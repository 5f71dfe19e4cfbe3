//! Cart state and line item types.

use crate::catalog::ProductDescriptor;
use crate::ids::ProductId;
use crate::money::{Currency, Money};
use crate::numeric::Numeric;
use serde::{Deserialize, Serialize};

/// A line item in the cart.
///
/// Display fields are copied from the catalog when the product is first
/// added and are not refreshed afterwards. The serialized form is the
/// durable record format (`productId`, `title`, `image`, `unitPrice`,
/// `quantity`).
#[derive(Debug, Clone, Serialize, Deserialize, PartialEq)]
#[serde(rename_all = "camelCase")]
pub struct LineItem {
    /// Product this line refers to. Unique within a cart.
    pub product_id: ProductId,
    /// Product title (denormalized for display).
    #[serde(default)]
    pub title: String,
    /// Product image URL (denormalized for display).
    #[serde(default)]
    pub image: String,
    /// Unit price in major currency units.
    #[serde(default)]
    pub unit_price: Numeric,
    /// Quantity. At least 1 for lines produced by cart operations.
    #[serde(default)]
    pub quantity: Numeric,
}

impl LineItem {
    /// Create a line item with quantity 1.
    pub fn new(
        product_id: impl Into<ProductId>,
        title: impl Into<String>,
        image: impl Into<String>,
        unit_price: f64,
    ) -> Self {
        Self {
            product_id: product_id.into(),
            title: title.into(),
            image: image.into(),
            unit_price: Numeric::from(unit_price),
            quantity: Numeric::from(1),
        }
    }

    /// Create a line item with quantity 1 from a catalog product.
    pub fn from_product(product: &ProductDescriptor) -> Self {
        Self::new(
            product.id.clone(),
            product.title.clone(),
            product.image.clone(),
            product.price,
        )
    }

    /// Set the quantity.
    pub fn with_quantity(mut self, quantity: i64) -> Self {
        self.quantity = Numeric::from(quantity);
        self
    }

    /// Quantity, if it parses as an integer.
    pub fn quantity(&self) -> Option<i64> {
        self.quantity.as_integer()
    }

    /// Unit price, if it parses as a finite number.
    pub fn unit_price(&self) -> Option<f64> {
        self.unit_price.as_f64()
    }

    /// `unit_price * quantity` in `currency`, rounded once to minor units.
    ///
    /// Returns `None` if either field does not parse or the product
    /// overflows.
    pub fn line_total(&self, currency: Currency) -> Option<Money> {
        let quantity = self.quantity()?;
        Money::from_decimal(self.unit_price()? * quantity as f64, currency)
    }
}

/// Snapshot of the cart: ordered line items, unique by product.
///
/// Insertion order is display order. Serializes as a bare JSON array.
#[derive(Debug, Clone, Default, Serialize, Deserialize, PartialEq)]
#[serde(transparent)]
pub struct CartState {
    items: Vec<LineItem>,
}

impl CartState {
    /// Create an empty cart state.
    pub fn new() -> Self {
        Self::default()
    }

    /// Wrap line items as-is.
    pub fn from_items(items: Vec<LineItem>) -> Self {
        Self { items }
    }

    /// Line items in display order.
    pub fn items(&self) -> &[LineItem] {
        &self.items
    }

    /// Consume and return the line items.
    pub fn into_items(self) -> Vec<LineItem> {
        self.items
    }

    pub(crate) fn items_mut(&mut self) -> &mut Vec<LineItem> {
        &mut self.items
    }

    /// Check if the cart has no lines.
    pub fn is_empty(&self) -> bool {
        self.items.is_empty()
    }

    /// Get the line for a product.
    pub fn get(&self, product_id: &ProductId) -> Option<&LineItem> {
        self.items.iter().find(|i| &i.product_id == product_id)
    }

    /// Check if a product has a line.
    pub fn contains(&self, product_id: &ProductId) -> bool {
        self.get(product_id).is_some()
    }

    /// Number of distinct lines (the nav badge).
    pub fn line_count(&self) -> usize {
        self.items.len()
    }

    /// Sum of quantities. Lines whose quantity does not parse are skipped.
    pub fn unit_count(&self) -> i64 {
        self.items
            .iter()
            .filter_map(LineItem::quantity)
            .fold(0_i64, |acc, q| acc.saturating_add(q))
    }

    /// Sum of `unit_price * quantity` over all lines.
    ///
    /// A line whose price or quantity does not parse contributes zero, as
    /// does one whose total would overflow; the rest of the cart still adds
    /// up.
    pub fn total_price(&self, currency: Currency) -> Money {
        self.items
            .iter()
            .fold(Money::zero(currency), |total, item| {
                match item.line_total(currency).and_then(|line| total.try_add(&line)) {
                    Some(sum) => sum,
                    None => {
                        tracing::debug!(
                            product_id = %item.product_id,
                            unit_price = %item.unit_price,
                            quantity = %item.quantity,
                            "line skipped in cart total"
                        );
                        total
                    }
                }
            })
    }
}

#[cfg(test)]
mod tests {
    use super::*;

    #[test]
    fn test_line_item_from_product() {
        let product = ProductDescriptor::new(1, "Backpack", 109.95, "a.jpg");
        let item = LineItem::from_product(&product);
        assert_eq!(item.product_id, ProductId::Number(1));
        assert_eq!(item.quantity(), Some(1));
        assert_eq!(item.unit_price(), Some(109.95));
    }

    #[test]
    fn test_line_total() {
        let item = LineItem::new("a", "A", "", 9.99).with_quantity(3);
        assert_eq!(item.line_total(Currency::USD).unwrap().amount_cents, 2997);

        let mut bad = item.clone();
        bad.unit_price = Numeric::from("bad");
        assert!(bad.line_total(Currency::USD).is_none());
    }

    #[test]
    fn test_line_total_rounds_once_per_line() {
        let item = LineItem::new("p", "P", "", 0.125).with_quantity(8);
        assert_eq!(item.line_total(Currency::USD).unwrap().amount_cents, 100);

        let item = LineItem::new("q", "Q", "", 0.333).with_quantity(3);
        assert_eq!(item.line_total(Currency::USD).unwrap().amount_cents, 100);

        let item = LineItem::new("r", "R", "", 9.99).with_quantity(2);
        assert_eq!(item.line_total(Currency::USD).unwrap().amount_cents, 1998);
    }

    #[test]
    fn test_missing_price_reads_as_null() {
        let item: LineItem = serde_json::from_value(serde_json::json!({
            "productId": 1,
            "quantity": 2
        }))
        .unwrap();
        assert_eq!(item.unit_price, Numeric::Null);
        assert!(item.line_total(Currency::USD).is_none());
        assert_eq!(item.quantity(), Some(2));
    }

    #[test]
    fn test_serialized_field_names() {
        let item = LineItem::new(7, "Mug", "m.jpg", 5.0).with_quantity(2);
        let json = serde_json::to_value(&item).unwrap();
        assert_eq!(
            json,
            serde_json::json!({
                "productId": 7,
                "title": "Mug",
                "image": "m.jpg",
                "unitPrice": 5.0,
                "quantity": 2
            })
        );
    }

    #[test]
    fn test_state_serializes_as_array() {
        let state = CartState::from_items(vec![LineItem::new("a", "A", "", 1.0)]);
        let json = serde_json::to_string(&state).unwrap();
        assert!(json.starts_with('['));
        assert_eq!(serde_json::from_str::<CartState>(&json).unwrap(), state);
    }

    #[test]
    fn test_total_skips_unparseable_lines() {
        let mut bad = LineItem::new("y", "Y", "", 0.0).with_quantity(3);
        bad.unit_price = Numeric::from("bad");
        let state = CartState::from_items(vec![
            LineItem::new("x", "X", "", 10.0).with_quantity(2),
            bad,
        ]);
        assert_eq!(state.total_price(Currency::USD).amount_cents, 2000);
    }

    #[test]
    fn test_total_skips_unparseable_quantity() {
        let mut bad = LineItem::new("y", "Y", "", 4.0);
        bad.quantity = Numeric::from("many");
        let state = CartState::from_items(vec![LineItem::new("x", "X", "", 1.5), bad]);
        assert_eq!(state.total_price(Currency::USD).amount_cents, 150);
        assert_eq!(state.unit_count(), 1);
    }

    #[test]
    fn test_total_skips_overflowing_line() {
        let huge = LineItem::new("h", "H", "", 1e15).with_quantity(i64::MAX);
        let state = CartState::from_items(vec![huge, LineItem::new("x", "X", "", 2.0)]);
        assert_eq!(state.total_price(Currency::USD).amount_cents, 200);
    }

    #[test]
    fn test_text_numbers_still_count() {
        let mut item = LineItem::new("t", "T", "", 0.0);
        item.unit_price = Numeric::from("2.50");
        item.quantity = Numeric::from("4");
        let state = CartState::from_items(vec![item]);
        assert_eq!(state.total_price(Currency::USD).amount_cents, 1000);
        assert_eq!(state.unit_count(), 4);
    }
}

> **What needs to be done**
The range begins at the line containing "let state = CartState::from_items(vec![item]);" and ends at the last line of the entries; reproduce it exactly.

> **Task response**
        let state = CartState::from_items(vec![item]);
        assert_eq!(state.total_price(Currency::USD).amount_cents, 1000);
        assert_eq!(state.unit_count(), 4);
    }
}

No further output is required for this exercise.